- Requirement: Output nothing but the lines from the first line of the entries to the line with "its template; the", inclusive, exactly as they read.

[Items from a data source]

☆ ☆ ☆

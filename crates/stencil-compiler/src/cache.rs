/// Artifact cache keyed by template path and modification time
///
/// Every template compiles to one artifact file in a flat cache directory.
/// An artifact is fresh while it is at least as new as its template; the
/// engine recompiles whenever [`is_stale`] says otherwise.

use std::fs;
use std::io::Write;
use std::path::{Path, PathBuf};
use std::time::SystemTime;

use tempfile::NamedTempFile;

use crate::error::{CompileError, Result};
use crate::include::identity_of;

/// File extension of every compiled artifact
pub const ARTIFACT_SUFFIX: &str = "stc";

/// Flattened path stems are cut to this many bytes so artifact names stay
/// within common file-name limits. The digest keeps truncated names unique.
const MAX_STEM_LEN: usize = 160;

/// Hex digits of the path digest kept in artifact names
const DIGEST_LEN: usize = 16;

/// Flat directory of compiled artifacts
#[derive(Debug, Clone)]
pub struct CacheStore {
    dir: PathBuf,
}

impl CacheStore {
    pub fn new(dir: impl Into<PathBuf>) -> Self {
        Self { dir: dir.into() }
    }

    pub fn dir(&self) -> &Path {
        &self.dir
    }

    /// Create the cache directory if needed and open it up to every user.
    ///
    /// Permission changes are best effort.
    pub fn ensure_directory(&self) -> Result<PathBuf> {
        if !self.dir.is_dir() {
            fs::create_dir_all(&self.dir).map_err(|e| CompileError::write_failed(&self.dir, e))?;
            tracing::debug!(dir = %self.dir.display(), "created cache directory");
        }
        set_mode_best_effort(&self.dir, 0o777);
        Ok(self.dir.clone())
    }

    /// Deterministic artifact location for a template.
    ///
    /// The template path is canonicalized when it exists, flattened into a
    /// single file name, and suffixed with a digest of the exact path so two
    /// different paths never share an artifact.
    pub fn artifact_path_for(&self, source: &Path) -> PathBuf {
        let identity = identity_of(source);
        let raw = identity.to_string_lossy();

        let mut stem = flatten_path(&raw);
        if stem.len() > MAX_STEM_LEN {
            let mut cut = stem.len() - MAX_STEM_LEN;
            while !stem.is_char_boundary(cut) {
                cut += 1;
            }
            stem = stem[cut..].to_string();
        }

        let digest = blake3::hash(identity.as_os_str().as_encoded_bytes());
        let digest = hex::encode(&digest.as_bytes()[..DIGEST_LEN / 2]);

        self.dir.join(format!("{}.{}.{}", stem, digest, ARTIFACT_SUFFIX))
    }

    /// Persist an artifact; a failed write is fatal, permissions are best effort.
    ///
    /// The code goes to a temporary file in the cache directory which is then
    /// renamed over the artifact, so readers see either the old artifact or
    /// the new one, never a partial write.
    pub fn write(&self, artifact: &Path, code: &str) -> Result<()> {
        let dir = artifact.parent().unwrap_or(&self.dir);
        let mut staged = NamedTempFile::new_in(dir).map_err(|e| CompileError::write_failed(artifact, e))?;
        staged
            .write_all(code.as_bytes())
            .map_err(|e| CompileError::write_failed(artifact, e))?;
        staged
            .persist(artifact)
            .map_err(|e| CompileError::write_failed(artifact, e.error))?;
        set_mode_best_effort(artifact, 0o666);
        tracing::debug!(artifact = %artifact.display(), bytes = code.len(), "wrote artifact");
        Ok(())
    }

    pub fn read(&self, artifact: &Path) -> Result<String> {
        fs::read_to_string(artifact).map_err(|e| CompileError::source_not_found(artifact, e))
    }

    /// Delete every artifact in the cache directory, returning how many
    /// were removed. Files that disappear meanwhile are not errors.
    pub fn clear(&self) -> Result<usize> {
        let dir = self.ensure_directory()?;
        let mut removed = 0;

        for entry in fs::read_dir(&dir)? {
            let path = match entry {
                Ok(entry) => entry.path(),
                Err(e) if e.kind() == std::io::ErrorKind::NotFound => continue,
                Err(e) => return Err(e.into()),
            };
            if path.extension().is_none_or(|ext| ext != ARTIFACT_SUFFIX) || !path.is_file() {
                continue;
            }
            match fs::remove_file(&path) {
                Ok(()) => removed += 1,
                Err(e) if e.kind() == std::io::ErrorKind::NotFound => {}
                Err(e) => return Err(e.into()),
            }
        }

        tracing::debug!(dir = %dir.display(), removed, "cleared artifact cache");
        Ok(removed)
    }
}

/// Whether the artifact must be rebuilt.
///
/// True when the template is missing, caching is off, the artifact is
/// missing, or the artifact is older than the template. Unreadable
/// modification times count as infinitely old.
pub fn is_stale(source: &Path, artifact: &Path, caching_enabled: bool) -> bool {
    if !source.exists() || !caching_enabled || !artifact.exists() {
        return true;
    }
    mtime_or_epoch(artifact) < mtime_or_epoch(source)
}

/// Get the modification time of a file
///
/// Returns `None` if the file doesn't exist or mtime cannot be read
pub fn get_mtime(path: &Path) -> Option<SystemTime> {
    path.metadata().and_then(|m| m.modified()).ok()
}

fn mtime_or_epoch(path: &Path) -> SystemTime {
    get_mtime(path).unwrap_or(SystemTime::UNIX_EPOCH)
}

/// Flatten a path into one file-name-safe string, losslessly.
///
/// `_` doubles as the escape character: `_` becomes `__`, separators and
/// drive colons get two-character codes, anything else outside a small
/// portable set becomes `_x` plus its hex code point.
fn flatten_path(path: &str) -> String {
    let mut out = String::with_capacity(path.len() + 8);
    for c in path.chars() {
        match c {
            '_' => out.push_str("__"),
            '/' => out.push_str("_s"),
            '\\' => out.push_str("_b"),
            ':' => out.push_str("_c"),
            c if c.is_ascii_alphanumeric() || matches!(c, '.' | '-' | '+' | '@' | ',' | '=') => {
                out.push(c)
            }
            c => out.push_str(&format!("_x{:x}_", c as u32)),
        }
    }
    out
}

#[cfg(unix)]
fn set_mode_best_effort(path: &Path, mode: u32) {
    use std::os::unix::fs::PermissionsExt;

    if let Err(e) = fs::set_permissions(path, fs::Permissions::from_mode(mode)) {
        tracing::warn!(path = %path.display(), error = %e, "could not set permissions");
    }
}

#[cfg(not(unix))]
fn set_mode_best_effort(_path: &Path, _mode: u32) {}

#[cfg(test)]
mod tests {
    use super::*;
    use std::time::Duration;
    use tempfile::TempDir;

    fn set_mtime(path: &Path, time: SystemTime) {
        fs::File::options()
            .write(true)
            .open(path)
            .unwrap()
            .set_modified(time)
            .unwrap();
    }

    #[test]
    fn test_flatten_is_lossless_for_underscores() {
        assert_ne!(flatten_path("/a/b_c"), flatten_path("/a_b/c"));
        assert_eq!(flatten_path("/a/b_c"), "_sa_sb__c");
        assert_eq!(flatten_path("C:\\x y"), "C_c_bx_x20_y");
    }

    #[test]
    fn test_ensure_directory_is_idempotent() {
        let tmp = TempDir::new().unwrap();
        let store = CacheStore::new(tmp.path().join("nested/cache"));
        let first = store.ensure_directory().unwrap();
        let second = store.ensure_directory().unwrap();
        assert_eq!(first, second);
        assert!(first.is_dir());
    }

    #[test]
    fn test_artifact_paths_are_distinct() {
        let tmp = TempDir::new().unwrap();
        let store = CacheStore::new(tmp.path().join("cache"));

        let a = store.artifact_path_for(Path::new("/srv/a/b_c.tpl"));
        let b = store.artifact_path_for(Path::new("/srv/a_b/c.tpl"));
        let upper = store.artifact_path_for(Path::new("/srv/Page.tpl"));
        let lower = store.artifact_path_for(Path::new("/srv/page.tpl"));

        assert_ne!(a, b);
        assert_ne!(upper.to_string_lossy().to_lowercase(), lower.to_string_lossy().to_lowercase());
        assert_eq!(a.parent(), Some(store.dir()));
        assert_eq!(a.extension().and_then(|e| e.to_str()), Some(ARTIFACT_SUFFIX));
    }

    #[test]
    fn test_artifact_path_is_deterministic() {
        let tmp = TempDir::new().unwrap();
        let store = CacheStore::new(tmp.path());
        let source = tmp.path().join("t.tpl");
        fs::write(&source, "x").unwrap();
        assert_eq!(store.artifact_path_for(&source), store.artifact_path_for(&source));
    }

    #[test]
    fn test_long_paths_are_truncated() {
        let store = CacheStore::new("/cache");
        let long = format!("/{}", "segment/".repeat(60));
        let artifact = store.artifact_path_for(Path::new(&long));
        let name = artifact.file_name().unwrap().to_string_lossy().into_owned();
        assert!(name.len() <= MAX_STEM_LEN + DIGEST_LEN + ARTIFACT_SUFFIX.len() + 2);
    }

    #[test]
    fn test_is_stale_rules() {
        let tmp = TempDir::new().unwrap();
        let source = tmp.path().join("page.tpl");
        let artifact = tmp.path().join("page.stc");

        assert!(is_stale(&source, &artifact, true), "missing source");

        fs::write(&source, "x").unwrap();
        assert!(is_stale(&source, &artifact, true), "missing artifact");

        fs::write(&artifact, "x").unwrap();
        let now = SystemTime::now();
        set_mtime(&source, now);
        set_mtime(&artifact, now);
        assert!(!is_stale(&source, &artifact, true), "same mtime is fresh");
        assert!(is_stale(&source, &artifact, false), "caching disabled");

        set_mtime(&source, now + Duration::from_secs(5));
        assert!(is_stale(&source, &artifact, true), "source newer");
    }

    #[test]
    fn test_write_replaces_and_leaves_no_temp_files() {
        let tmp = TempDir::new().unwrap();
        let store = CacheStore::new(tmp.path());
        let artifact = store.artifact_path_for(Path::new("/x/page.tpl"));

        store.write(&artifact, "first").unwrap();
        store.write(&artifact, "second").unwrap();

        assert_eq!(store.read(&artifact).unwrap(), "second");
        assert_eq!(fs::read_dir(tmp.path()).unwrap().count(), 1);
    }

    #[test]
    fn test_unwritable_cache_dir_names_the_path() {
        let tmp = TempDir::new().unwrap();
        let blocker = tmp.path().join("blocker");
        fs::write(&blocker, "not a directory").unwrap();

        let store = CacheStore::new(blocker.join("cache"));
        match store.ensure_directory().unwrap_err() {
            CompileError::WriteFailed { path, .. } => assert_eq!(path, blocker.join("cache")),
            other => panic!("Expected WriteFailed, got {:?}", other),
        }
    }

    #[test]
    fn test_missing_artifact_read_names_the_path() {
        let tmp = TempDir::new().unwrap();
        let store = CacheStore::new(tmp.path());
        let artifact = tmp.path().join("gone.stc");
        match store.read(&artifact).unwrap_err() {
            CompileError::SourceNotFound { path, .. } => assert_eq!(path, artifact),
            other => panic!("Expected SourceNotFound, got {:?}", other),
        }
    }

    #[test]
    fn test_clear_removes_only_artifacts() {
        let tmp = TempDir::new().unwrap();
        let store = CacheStore::new(tmp.path());
        let artifact = store.artifact_path_for(Path::new("/x/page.tpl"));
        store.write(&artifact, "code").unwrap();
        fs::write(tmp.path().join("notes.txt"), "keep").unwrap();

        assert_eq!(store.clear().unwrap(), 1);
        assert!(!artifact.exists());
        assert!(tmp.path().join("notes.txt").exists());
        assert_eq!(store.clear().unwrap(), 0);
    }
}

☆ ☆ ☆

- Result of the exercise:
filename crates/stencil-compiler/src/cache.rs
/// Artifact cache keyed by template path and modification time
///
/// Every template compiles to one artifact file in a flat cache directory.
/// An artifact is fresh while it is at least as new as its template; the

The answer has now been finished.